//! Gmail receipt import
//!
//! Messages arrive already fetched (as Gmail API `messages.get` payloads or as
//! flattened [`EmailMessage`]s). The extractor pulls an amount, merchant and
//! date out of each one; messages without a recognizable amount are skipped.

use std::time::Duration;

use base64::engine::general_purpose::URL_SAFE_NO_PAD;
use base64::Engine;
use chrono::{DateTime, NaiveDate, NaiveDateTime};
use regex::Regex;
use serde::{Deserialize, Serialize};
use tracing::{debug, info};
use uuid::Uuid;

use crate::ai::InsightBackend;
use crate::error::{Error, Result};
use crate::insights::categorize_expense;
use crate::models::{Expense, ExpenseSource, Money, NewExpense};
use crate::registry::CategoryRegistry;
use crate::store::MemoryStore;

/// Amounts at or above this are treated as parse noise
const MAX_AMOUNT: f64 = 1_000_000.0;

/// Longest description taken from a snippet
const SNIPPET_DESCRIPTION_CHARS: usize = 100;

/// Sender names that never identify a merchant
const GENERIC_SENDERS: &[&str] = &["no-reply", "noreply", "notifications", "donotreply"];

/// A fetched email, flattened to the fields the extractor reads
#[derive(Debug, Clone, Default, PartialEq, Eq, Serialize, Deserialize)]
pub struct EmailMessage {
    /// Gmail message id (used to skip re-imports)
    pub id: String,
    #[serde(default)]
    pub subject: String,
    #[serde(default)]
    pub from: String,
    /// Raw `Date` header
    #[serde(default)]
    pub date: String,
    #[serde(default)]
    pub body: String,
    #[serde(default)]
    pub snippet: String,
}

/// Gmail API message (`format=full`)
#[derive(Debug, Clone, Default, Serialize, Deserialize)]
pub struct GmailMessage {
    pub id: String,
    #[serde(default)]
    pub snippet: String,
    #[serde(default)]
    pub payload: GmailPayload,
}

#[derive(Debug, Clone, Default, Serialize, Deserialize)]
#[serde(rename_all = "camelCase")]
pub struct GmailPayload {
    #[serde(default)]
    pub mime_type: String,
    #[serde(default)]
    pub headers: Vec<GmailHeader>,
    #[serde(default)]
    pub body: Option<GmailBody>,
    #[serde(default)]
    pub parts: Vec<GmailPayload>,
}

#[derive(Debug, Clone, Default, Serialize, Deserialize)]
pub struct GmailHeader {
    pub name: String,
    pub value: String,
}

#[derive(Debug, Clone, Default, Serialize, Deserialize)]
pub struct GmailBody {
    /// base64url-encoded content
    #[serde(default)]
    pub data: Option<String>,
}

fn decode_base64url(data: &str) -> Result<String> {
    let bytes = URL_SAFE_NO_PAD
        .decode(data.trim().trim_end_matches('='))
        .map_err(|e| Error::Import(format!("Invalid base64 body: {}", e)))?;
    Ok(String::from_utf8_lossy(&bytes).into_owned())
}

fn part_data(payload: &GmailPayload) -> Option<&str> {
    payload
        .body
        .as_ref()
        .and_then(|b| b.data.as_deref())
        .filter(|d| !d.is_empty())
}

/// Decode the text body of a payload
///
/// Uses the top-level body when present, otherwise the first `text/plain`
/// part, falling back to `text/html`.
pub fn decode_payload_body(payload: &GmailPayload) -> Result<String> {
    if let Some(data) = part_data(payload) {
        return decode_base64url(data);
    }

    let mut html = None;
    for part in &payload.parts {
        match part.mime_type.as_str() {
            "text/plain" => {
                if let Some(data) = part_data(part) {
                    return decode_base64url(data);
                }
            }
            "text/html" if html.is_none() => html = part_data(part),
            _ => {}
        }
    }

    html.map(decode_base64url).unwrap_or_else(|| Ok(String::new()))
}

impl EmailMessage {
    /// Flatten a Gmail API message
    pub fn from_gmail(message: &GmailMessage) -> Result<Self> {
        let header = |name: &str| {
            message
                .payload
                .headers
                .iter()
                .find(|h| h.name.eq_ignore_ascii_case(name))
                .map(|h| h.value.clone())
                .unwrap_or_default()
        };

        Ok(Self {
            id: message.id.clone(),
            subject: header("subject"),
            from: header("from"),
            date: header("date"),
            body: decode_payload_body(&message.payload)?,
            snippet: message.snippet.clone(),
        })
    }
}

/// What the extractor found in one message
#[derive(Debug, Clone, PartialEq)]
pub struct ExtractedExpense {
    pub email_id: String,
    pub amount: Money,
    pub description: String,
    pub merchant: Option<String>,
    pub date: NaiveDate,
}

impl ExtractedExpense {
    pub fn into_new_expense(self, category: Option<String>) -> NewExpense {
        NewExpense {
            amount: self.amount,
            description: self.description,
            category,
            merchant: self.merchant,
            date: Some(self.date),
            source: ExpenseSource::GmailImport,
            email_id: Some(self.email_id),
        }
    }
}

/// Regex-based receipt field extraction
pub struct ExpenseExtractor {
    amount_patterns: Vec<Regex>,
    merchant_patterns: Vec<Regex>,
    tz_comment: Regex,
}

impl ExpenseExtractor {
    pub fn new() -> Result<Self> {
        let amount_patterns = [
            r"\$\s*([\d,]+\.?\d*)",
            r"(?i)([\d,]+\.?\d*)\s*USD",
            r"(?i)(?:Total|Amount|Charged|Payment|Price)[\s:]*\$?\s*([\d,]+\.?\d*)",
            r"€\s*([\d,]+\.?\d*)",
            r"£\s*([\d,]+\.?\d*)",
        ]
        .iter()
        .map(|p| Regex::new(p))
        .collect::<std::result::Result<Vec<_>, _>>()?;

        let merchant_patterns = [
            r"(?:from|at|to)\s+([A-Z][A-Za-z0-9\s&']+?)(?:\s+for|\s+on|\s*$)",
            r"(?:Purchase at|Payment to|Transaction at)\s+([A-Za-z0-9\s&']+)",
        ]
        .iter()
        .map(|p| Regex::new(p))
        .collect::<std::result::Result<Vec<_>, _>>()?;

        Ok(Self {
            amount_patterns,
            merchant_patterns,
            tz_comment: Regex::new(r"\s*\([A-Za-z]+\)\s*$")?,
        })
    }

    /// Extract an expense, or `None` if the message has no usable amount
    pub fn extract(&self, email: &EmailMessage, default_date: NaiveDate) -> Option<ExtractedExpense> {
        let combined = format!("{} {} {}", email.subject, email.snippet, email.body);
        let amount = self.extract_amount(&combined)?;

        let description = if email.subject.trim().is_empty() {
            email.snippet.chars().take(SNIPPET_DESCRIPTION_CHARS).collect::<String>()
        } else {
            email.subject.trim().to_string()
        };

        Some(ExtractedExpense {
            email_id: email.id.clone(),
            amount,
            description: if description.trim().is_empty() {
                "Imported expense".to_string()
            } else {
                description
            },
            merchant: self.extract_merchant(&combined, &email.from),
            date: self.parse_date(&email.date).unwrap_or(default_date),
        })
    }

    /// First amount matched by the patterns, in pattern order
    pub fn extract_amount(&self, text: &str) -> Option<Money> {
        for pattern in &self.amount_patterns {
            let Some(captures) = pattern.captures(text) else {
                continue;
            };
            let raw = captures[1].replace(',', "");
            let Ok(value) = raw.trim_end_matches('.').parse::<f64>() else {
                continue;
            };
            if value > 0.0 && value < MAX_AMOUNT {
                if let Ok(money) = Money::from_dollars(value) {
                    return Some(money);
                }
            }
        }
        None
    }

    /// Merchant from "at/from/to X" phrases, else the sender's display name
    pub fn extract_merchant(&self, text: &str, from: &str) -> Option<String> {
        for pattern in &self.merchant_patterns {
            if let Some(captures) = pattern.captures(text) {
                let merchant = captures[1].trim();
                if !merchant.is_empty() {
                    return Some(merchant.to_string());
                }
            }
        }

        let name = from
            .split('<')
            .next()
            .unwrap_or_default()
            .trim()
            .trim_matches('"')
            .trim();
        let lower = name.to_lowercase();
        if name.is_empty() || GENERIC_SENDERS.iter().any(|g| lower.contains(g)) {
            return None;
        }
        Some(name.to_string())
    }

    /// Parse an RFC 2822 `Date` header (timezone comments allowed)
    pub fn parse_date(&self, header: &str) -> Option<NaiveDate> {
        let cleaned = self.tz_comment.replace(header.trim(), "");
        let cleaned = cleaned.trim();
        if cleaned.is_empty() {
            return None;
        }
        if let Ok(dt) = DateTime::parse_from_rfc2822(cleaned) {
            return Some(dt.date_naive());
        }
        NaiveDateTime::parse_from_str(cleaned, "%a, %d %b %Y %H:%M:%S")
            .ok()
            .map(|dt| dt.date())
    }
}

/// Result of one import run
#[derive(Debug, Clone, Default, Serialize, Deserialize)]
pub struct ImportSummary {
    pub emails_processed: usize,
    pub new_expenses: usize,
    pub duplicates_skipped: usize,
    pub without_amount: usize,
    pub expenses: Vec<Expense>,
}

/// Extract and store expenses for `user_id`, skipping already-imported messages
///
/// When a backend is given, each new expense is auto-categorized through it;
/// an answer slower than `timeout` leaves that expense uncategorized.
pub async fn import_messages<B: InsightBackend + ?Sized>(
    store: &MemoryStore,
    user_id: Uuid,
    messages: &[EmailMessage],
    backend: Option<&B>,
    registry: &CategoryRegistry,
    default_date: NaiveDate,
    timeout: Duration,
) -> Result<ImportSummary> {
    let extractor = ExpenseExtractor::new()?;
    let mut seen = store.imported_email_ids(user_id);
    let mut summary = ImportSummary {
        emails_processed: messages.len(),
        ..Default::default()
    };

    for message in messages {
        if seen.contains(&message.id) {
            summary.duplicates_skipped += 1;
            continue;
        }
        let Some(extracted) = extractor.extract(message, default_date) else {
            debug!(email_id = %message.id, "No amount found in message");
            summary.without_amount += 1;
            continue;
        };

        let category = match backend {
            Some(backend) => {
                categorize_expense(
                    backend,
                    registry,
                    &extracted.description,
                    extracted.merchant.as_deref(),
                    timeout,
                )
                .await
            }
            None => None,
        };

        let expense = store.add_expense(user_id, extracted.into_new_expense(category))?;
        seen.insert(message.id.clone());
        summary.expenses.push(expense);
    }

    summary.new_expenses = summary.expenses.len();
    info!(
        user_id = %user_id,
        processed = summary.emails_processed,
        imported = summary.new_expenses,
        duplicates = summary.duplicates_skipped,
        "Gmail import complete"
    );
    Ok(summary)
}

::::

Problem details: The answer is the records above restated word for word from their opening line through the line that holds "const SNIPPET_DESCRIPTION_CHARS: usize = 100;", both included, and nothing else.

Answer area:
//! Gmail receipt import
//!
//! Messages arrive already fetched (as Gmail API `messages.get` payloads or as
//! flattened [`EmailMessage`]s). The extractor pulls an amount, merchant and
//! date out of each one; messages without a recognizable amount are skipped.

use std::time::Duration;

use base64::engine::general_purpose::URL_SAFE_NO_PAD;
use base64::Engine;
use chrono::{DateTime, NaiveDate, NaiveDateTime};
use regex::Regex;
use serde::{Deserialize, Serialize};
use tracing::{debug, info};
use uuid::Uuid;

use crate::ai::InsightBackend;
use crate::error::{Error, Result};
use crate::insights::categorize_expense;
use crate::models::{Expense, ExpenseSource, Money, NewExpense};
use crate::registry::CategoryRegistry;
use crate::store::MemoryStore;

/// Amounts at or above this are treated as parse noise
const MAX_AMOUNT: f64 = 1_000_000.0;

/// Longest description taken from a snippet
const SNIPPET_DESCRIPTION_CHARS: usize = 100;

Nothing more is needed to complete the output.